仮想化ソフトには大きく分けて2つの種類があります。

特徴KVM (タイプ1 / ハイパーバイザー型)VirtualBox (タイプ2 / ホスト型)
位置づけOSの一部(純正機能)として動作OSの上に乗るアプリとして動作
速度ハードウェアを直接操るため爆速アプリを介するため、ややオーバーヘッドがある
安定性OSと一体化しているため極めて安定OSのアップデートで動かなくなることがある
役割Linuxの一部として仮想化を処理WindowsやMacでLinuxを動かすのに適している

KVMは「タイプ1(ハイパーバイザー型)」に分類され、ハードウェアに近い場所で動くため、リソースの無駄が極限まで削ぎ落とされています。
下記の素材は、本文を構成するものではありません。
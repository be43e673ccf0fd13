//! Credential exchange.
//!
//! An `IdentityProvider` turns credentials into a user profile plus a session
//! token. `MockIdentityProvider` accepts anything: it never checks or keeps the
//! password.

use chrono::{DateTime, Duration, Utc};
use serde::{Deserialize, Serialize};
use uuid::Uuid;

use crate::error::EventEaseResult;
use crate::user::{User, UserRole};

/// An issued session token, cached locally until it expires.
#[derive(Debug, Clone, PartialEq, Serialize, Deserialize)]
#[serde(rename_all = "camelCase")]
pub struct SessionToken {
    pub token: String,
    /// None for tokens that never expire
    #[serde(default, skip_serializing_if = "Option::is_none")]
    pub expires_at: Option<DateTime<Utc>>,
}

impl SessionToken {
    /// Parse a persisted token entry.
    ///
    /// Accepts the JSON form written by `to_entry`, and falls back to treating
    /// any other non-empty string as a token without expiry.
    pub fn from_entry(raw: &str) -> Option<Self> {
        if let Ok(token) = serde_json::from_str::<SessionToken>(raw) {
            return Some(token);
        }

        let raw = raw.trim();
        if raw.is_empty() {
            return None;
        }

        Some(SessionToken {
            token: raw.to_string(),
            expires_at: None,
        })
    }

    pub fn to_entry(&self) -> EventEaseResult<String> {
        Ok(serde_json::to_string(self)?)
    }

    pub fn is_expired(&self, now: DateTime<Utc>) -> bool {
        self.expires_at.is_some_and(|expires_at| now >= expires_at)
    }
}

/// What a successful login or registration hands back.
#[derive(Debug, Clone)]
pub struct Credentials {
    pub user: User,
    pub token: SessionToken,
}

pub trait IdentityProvider {
    fn login(&self, email: &str, password: &str) -> EventEaseResult<Credentials>;

    fn register(&self, email: &str, password: &str, name: &str) -> EventEaseResult<Credentials>;
}

/// Accepts every login. Names are taken from the email's local part and every
/// user is an event owner.
#[derive(Debug, Clone)]
pub struct MockIdentityProvider {
    ttl: Duration,
}

impl MockIdentityProvider {
    pub fn new(ttl: Duration) -> Self {
        MockIdentityProvider { ttl }
    }

    fn issue(&self, email: &str, name: String) -> Credentials {
        let now = Utc::now();

        let user = User {
            id: Uuid::new_v4().to_string(),
            email: email.to_string(),
            name,
            role: UserRole::EventOwner,
            created_at: now,
        };

        let token = SessionToken {
            token: format!("mock_{}", Uuid::new_v4().simple()),
            expires_at: Some(now + self.ttl),
        };

        Credentials { user, token }
    }
}

impl Default for MockIdentityProvider {
    fn default() -> Self {
        MockIdentityProvider::new(Duration::days(7))
    }
}

impl IdentityProvider for MockIdentityProvider {
    fn login(&self, email: &str, _password: &str) -> EventEaseResult<Credentials> {
        Ok(self.issue(email, User::name_from_email(email)))
    }

    fn register(&self, email: &str, _password: &str, name: &str) -> EventEaseResult<Credentials> {
        Ok(self.issue(email, name.to_string()))
    }
}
Linux Mintの上でLinuxを動かすなら、純正であるKVMが理論上も実用上も最適解です。

2. 事前準備:あなたのPCは「仮想化」が有効ですか?

KVMを動かすには、コンピュータの脳であるCPUが「仮想化支援機能」をサポートしており、かつ設定が「オン」になっている必要があります。

ステップ1:コマンドでチェック

まずはターミナル(端末)を開き、以下の命令をコピー&ペーストして実行してみます。

egrep -c '(vmx|svm)' /proc/cpuinfo
  • 「1」以上の数字が出た場合: おめでとうございます!準備はできています。
  • 「0」が出た場合: CPUが対応していないか、設定がオフになっています。

ステップ2:BIOS/UEFIの設定(「0」が出た場合のみ)

もし「0」が出た場合は、パソコンを再起動して「BIOS/UEFI設定」画面を開き、以下の項目を Enabled(有効) に変更します。

  • Intel製CPUの場合: Intel Virtualization TechnologyVT-x
  • AMD製CPUの場合: SVM ModeSecure Virtual Machine

※設定場所はPCメーカーによって異なりますが、一般的には「Advanced」や「CPU Configuration」の中にあります。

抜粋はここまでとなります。